# Моделизм > Моделизм: Авто-БТТ >  AT-RT Revell

## Carrey

AT-RT (All Terrain - Recon Transport)
Разведывательный вездеход

Масса: 400 кг
Скорость: 75 км/час
Длина: 2.9 м
Высота: 3.7 м
Вооружение: ЭМИ импульсная пушка (blaster cannon)
Экипаж: 1 чел

Масштаб что-то около 1/18. Игрушка, конечно, но вполне в струю массовой истерии по "ходульным" боевым машинам - валкерам. Довесил мелочёвки из тянутого литника, поклеил для разнообразия кое-какие декали из запасов. Красил акрилом, в несколько разноцветных слоёв, тонировал маслом на скипидаре, карандашом-серебрянкой и тамиевскими пудренницами. 



Ещё фоты: http://www.mediafire.com/?sharekey=3...d9c350cfb4eb29

Для удобной работы с мелкими модельками (деталировки, покраски, декалирования, тонирования и т.д.) расковырял старый винчестер (8-дюймовый монстр от ранних Мак-ов), блины переместил вверх, на двухсторонний армированный скотч налепил вырезанный из полипропилена круг - получилась удобная карусель, поворот на полные 360°, с магнитной фиксацией по 1/4 окружного угла благодаря магнитам в приводном движке винчестера, т.е. крутанув карусель пальцами за блин она, слегка покачавшись, остановится на следующей четверти кругового поворота, а не продолжит крутиться по инерции как грампластинка.

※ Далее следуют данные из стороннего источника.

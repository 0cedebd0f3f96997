//! Configuration loader with multi-source merging

use std::env;
use std::fs;
use std::path::{Path, PathBuf};

use tracing::{debug, info};

use crate::{ConfigError, Paths, Result, WardenConfig};

/// Written by [`ConfigLoader::init_project`]. Every value shown is the
/// built-in default.
const PROJECT_TEMPLATE: &str = r#"# Warden project configuration.
# Per-machine overrides belong in warden.local.toml.

[ers]
# "claims" reads entities from the token; "keycloak" looks them up.
mode = "claims"

[idp]
# url = "https://keycloak.example.org"
# realm = "opentdf"
# client_id = "warden"
# client_secret = ""
legacy_keycloak = false
sub_groups = false
token_buffer_seconds = 120
request_timeout_seconds = 10

[idp.infer_id]
client_id = false
email = false
username = false

[cache]
enabled = true
max_cost = "1gb"
expiration_seconds = 60
shards = 16

[kas]
default_manager = "opentdf.io/in-process"

# [[kas.keyring]]
# kid = "r1"
# alg = "rsa:2048"
# private_key_path = "keys/kas-private.pem"
# cert_path = "keys/kas-cert.pem"

[entitlements]
send_idp_token = false
comprehensive_hierarchy = false

[logging]
filter = "info"
ansi = true
"#;

/// Configuration loader with builder pattern
pub struct ConfigLoader {
    project_dir: PathBuf,
    env_prefix: String,
    env_vars: Option<config::Map<String, String>>,
}

impl ConfigLoader {
    /// Create a new config loader with default project directory (current dir)
    pub fn new() -> Self {
        Self {
            project_dir: env::current_dir().unwrap_or_else(|_| PathBuf::from(".")),
            env_prefix: "WARDEN".to_string(),
            env_vars: None,
        }
    }

    pub fn with_project_dir(mut self, dir: impl AsRef<Path>) -> Self {
        self.project_dir = dir.as_ref().to_path_buf();
        self
    }

    /// Set the environment variable prefix (default: "WARDEN")
    pub fn with_env_prefix(mut self, prefix: impl Into<String>) -> Self {
        self.env_prefix = prefix.into();
        self
    }

    /// Read environment overrides from `vars` instead of the process
    /// environment.
    pub fn with_env_vars(mut self, vars: config::Map<String, String>) -> Self {
        self.env_vars = Some(vars);
        self
    }

    /// Load configuration from all sources with proper precedence
    pub fn load(self) -> Result<WardenConfig> {
        let mut builder = config::Config::builder();

        // 1. Built-in defaults
        let defaults = WardenConfig::default();
        builder = builder.add_source(config::Config::try_from(&defaults)?);

        // 2. User config (~/.config/warden/config.toml)
        if let Ok(user_config_file) = Paths::new().user_config_file() {
            if user_config_file.exists() {
                debug!(path = %user_config_file.display(), "loading user config");
                builder = builder.add_source(
                    config::File::from(user_config_file)
                        .required(false)
                        .format(config::FileFormat::Toml),
                );
            }
        }

        // 3. Project config (warden.toml)
        let project_config_file = Paths::project_config_file(&self.project_dir);
        if project_config_file.exists() {
            debug!(path = %project_config_file.display(), "loading project config");
            builder = builder.add_source(
                config::File::from(project_config_file)
                    .required(false)
                    .format(config::FileFormat::Toml),
            );
        }

        // 4. Local config (warden.local.toml)
        let local_config_file = Paths::local_config_file(&self.project_dir);
        if local_config_file.exists() {
            debug!(path = %local_config_file.display(), "loading local config");
            builder = builder.add_source(
                config::File::from(local_config_file)
                    .required(false)
                    .format(config::FileFormat::Toml),
            );
        }

        // 5. Environment variables (WARDEN_CACHE__MAX_COST=512mb)
        builder = builder.add_source(
            config::Environment::with_prefix(&self.env_prefix)
                .prefix_separator("_")
                .separator("__")
                .try_parsing(true)
                .source(self.env_vars),
        );

        let mut warden_config: WardenConfig = builder.build()?.try_deserialize()?;
        warden_config.resolve_paths(&self.project_dir);
        warden_config.validate()?;

        Ok(warden_config)
    }

    /// Load configuration or return defaults if not found
    pub fn load_or_default(self) -> WardenConfig {
        self.load().unwrap_or_default()
    }

    /// Writes a commented `warden.toml` into the project directory.
    pub fn init_project(&self) -> Result<PathBuf> {
        let path = Paths::project_config_file(&self.project_dir);
        if path.exists() {
            return Err(ConfigError::AlreadyInitialized(path));
        }
        fs::create_dir_all(&self.project_dir).map_err(|source| ConfigError::WriteError {
            path: self.project_dir.clone(),
            source,
        })?;
        fs::write(&path, PROJECT_TEMPLATE).map_err(|source| ConfigError::WriteError {
            path: path.clone(),
            source,
        })?;
        info!(path = %path.display(), "initialized project config");
        Ok(path)
    }
}

impl Default for ConfigLoader {
    fn default() -> Self {
        Self::new()
    }
}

PS: http://corporate.honda.com/innovation/walk-assist/

----------


## kfmut

Интересный шагоход, только его по новой моде надо было в пиксельный  камо покрасить ;-) да и с каруселькой идея интересная.

----------


## Carrey

Пиксельный камуфл ко времени принятия подобных валкеров на вооружение (2020) безнадёжно устареет. 4БО (и вариации) - форевер! 8)
Спасибо за отзыв.

----------


## OKA

"Поклонник «Звездных войн» распечатал рабочую модель AT-AT

   

Модель бронированного вездехода AT-AT.Фотография: 

LtDan / thingverse.com

Дэн Олсон, студент Мичиганского университета, создал рабочую модель бронированного шагохода AT-AT из фантастической вселенной «Звездных войн». Файлы для 3D-печати деталей модели опубликованы на ThingVerse.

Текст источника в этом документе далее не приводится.